Millennials have what you might call a bad rap. The stereotypes perpetrated by their elders would have you think millennials are lazy, self-obsessed and entitled. Apparently, they’re also eager to move back into their parent’s basement.

Emily and I are both millennials. We get it. The odds seem to be stacked against us. Soaring tuition rates left us with piles in student loans. Housing prices make it near impossible for home ownership. Retirement? Com’on, everyday expenses can be tough enough as it is. The struggle is real.

What it doesn’t mean, however, is that the struggle can’t be overcome. We’re fortunate to have been born in a first world country, with a support system of friends and family and an education to boot. That has helped us get to where we are today.

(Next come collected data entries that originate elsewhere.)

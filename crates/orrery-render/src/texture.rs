//! Image decoding and GPU texture upload.

use std::path::{Path, PathBuf};

use wgpu::util::DeviceExt;

#[derive(Debug, thiserror::Error)]
pub enum TextureError {
    #[error("failed to load texture {}: {source}", path.display())]
    Load {
        path: PathBuf,
        #[source]
        source: image::ImageError,
    },
}

/// Decodes an image file into 8-bit RGBA.
pub fn load_rgba(path: &Path) -> Result<image::RgbaImage, TextureError> {
    image::open(path)
        .map(|img| img.to_rgba8())
        .map_err(|source| TextureError::Load {
            path: path.to_path_buf(),
            source,
        })
}

/// A sampled 2D texture.
pub struct GpuTexture {
    pub texture: wgpu::Texture,
    pub view: wgpu::TextureView,
    pub width: u32,
    pub height: u32,
}

impl GpuTexture {
    pub const FORMAT: wgpu::TextureFormat = wgpu::TextureFormat::Rgba8UnormSrgb;

    pub fn from_image(
        device: &wgpu::Device,
        queue: &wgpu::Queue,
        image: &image::RgbaImage,
        label: &str,
    ) -> Self {
        let (width, height) = image.dimensions();
        let texture = device.create_texture_with_data(
            queue,
            &wgpu::TextureDescriptor {
                label: Some(label),
                size: wgpu::Extent3d {
                    width,
                    height,
                    depth_or_array_layers: 1,
                },
                mip_level_count: 1,
                sample_count: 1,
                dimension: wgpu::TextureDimension::D2,
                format: Self::FORMAT,
                usage: wgpu::TextureUsages::TEXTURE_BINDING | wgpu::TextureUsages::COPY_DST,
                view_formats: &[],
            },
            wgpu::util::TextureDataOrder::LayerMajor,
            image.as_raw(),
        );
        let view = texture.create_view(&wgpu::TextureViewDescriptor::default());
        Self {
            texture,
            view,
            width,
            height,
        }
    }

    /// 1x1 opaque white, sampled when a material has no usable image.
    pub fn white(device: &wgpu::Device, queue: &wgpu::Queue) -> Self {
        let pixel = image::RgbaImage::from_pixel(1, 1, image::Rgba([255, 255, 255, 255]));
        Self::from_image(device, queue, &pixel, "white-texture")
    }
}

pub fn create_sampler(device: &wgpu::Device) -> wgpu::Sampler {
    device.create_sampler(&wgpu::SamplerDescriptor {
        label: Some("body-sampler"),
        address_mode_u: wgpu::AddressMode::Repeat,
        address_mode_v: wgpu::AddressMode::ClampToEdge,
        mag_filter: wgpu::FilterMode::Linear,
        min_filter: wgpu::FilterMode::Linear,
        mipmap_filter: wgpu::MipmapFilterMode::Linear,
        ..Default::default()
    })
}

#[cfg(test)]
mod tests {
    use super::*;
    use crate::depth::tests::create_test_device;

    #[test]
    fn test_load_png() {
        let dir = tempfile::tempdir().unwrap();
        let path = dir.path().join("ring.png");
        let img = image::RgbaImage::from_fn(4, 1, |x, _| image::Rgba([255, 255, 255, (x * 60) as u8]));
        img.save(&path).unwrap();

        let loaded = load_rgba(&path).unwrap();
        assert_eq!(loaded.dimensions(), (4, 1));
        assert_eq!(loaded.get_pixel(3, 0)[3], 180);
    }

    #[test]
    fn test_missing_file_reports_path() {
        let dir = tempfile::tempdir().unwrap();
        let path = dir.path().join("pluto.jpg");
        let err = load_rgba(&path).unwrap_err();
        let TextureError::Load { path: reported, .. } = &err;
        assert_eq!(reported, &path);
        assert!(err.to_string().contains("pluto.jpg"));
    }

    #[test]
    fn test_corrupt_file_is_error() {
        let dir = tempfile::tempdir().unwrap();
        let path = dir.path().join("earth.jpg");
        std::fs::write(&path, b"not a jpeg").unwrap();
        assert!(load_rgba(&path).is_err());
    }

    #[test]
    fn test_upload() {
        let Some((device, queue)) = create_test_device() else {
            return;
        };
        let texture = GpuTexture::white(&device, &queue);
        assert_eq!((texture.width, texture.height), (1, 1));
    }
}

Everybody has a unique set of circumstances but getting a hold of finances and getting started on investing isn’t as hard as you might think it is. Here’s some investing advice for millennials that I wish I had learned earlier.

Time is of the essence.

Time isn’t something you can get back. Opportunities pass us by and often, they don’t come back.

One night in my university days, a long long while ago, I was heading home from some event or another with some friends. Our route home took us by an arch- probably 25 feet high- just outside the town’s city hall. It was well into the early hours of the morning and with no one around, we got to wondering,  

Hey, do you think we can climb that?”

Well, of course we could. YOLO, right? Without a second thought, we hopped the fence and scrambled on all fours to the top. High fives all around.

Ever do something stupid because YOLO?

You only live once. It doesn’t just apply to dumb things that seem like good ideas. Think about it. Time isn’t something you can get back. Opportunities pass us by and often, they don’t come back. Things that are worth doing should be done sooner rather than later.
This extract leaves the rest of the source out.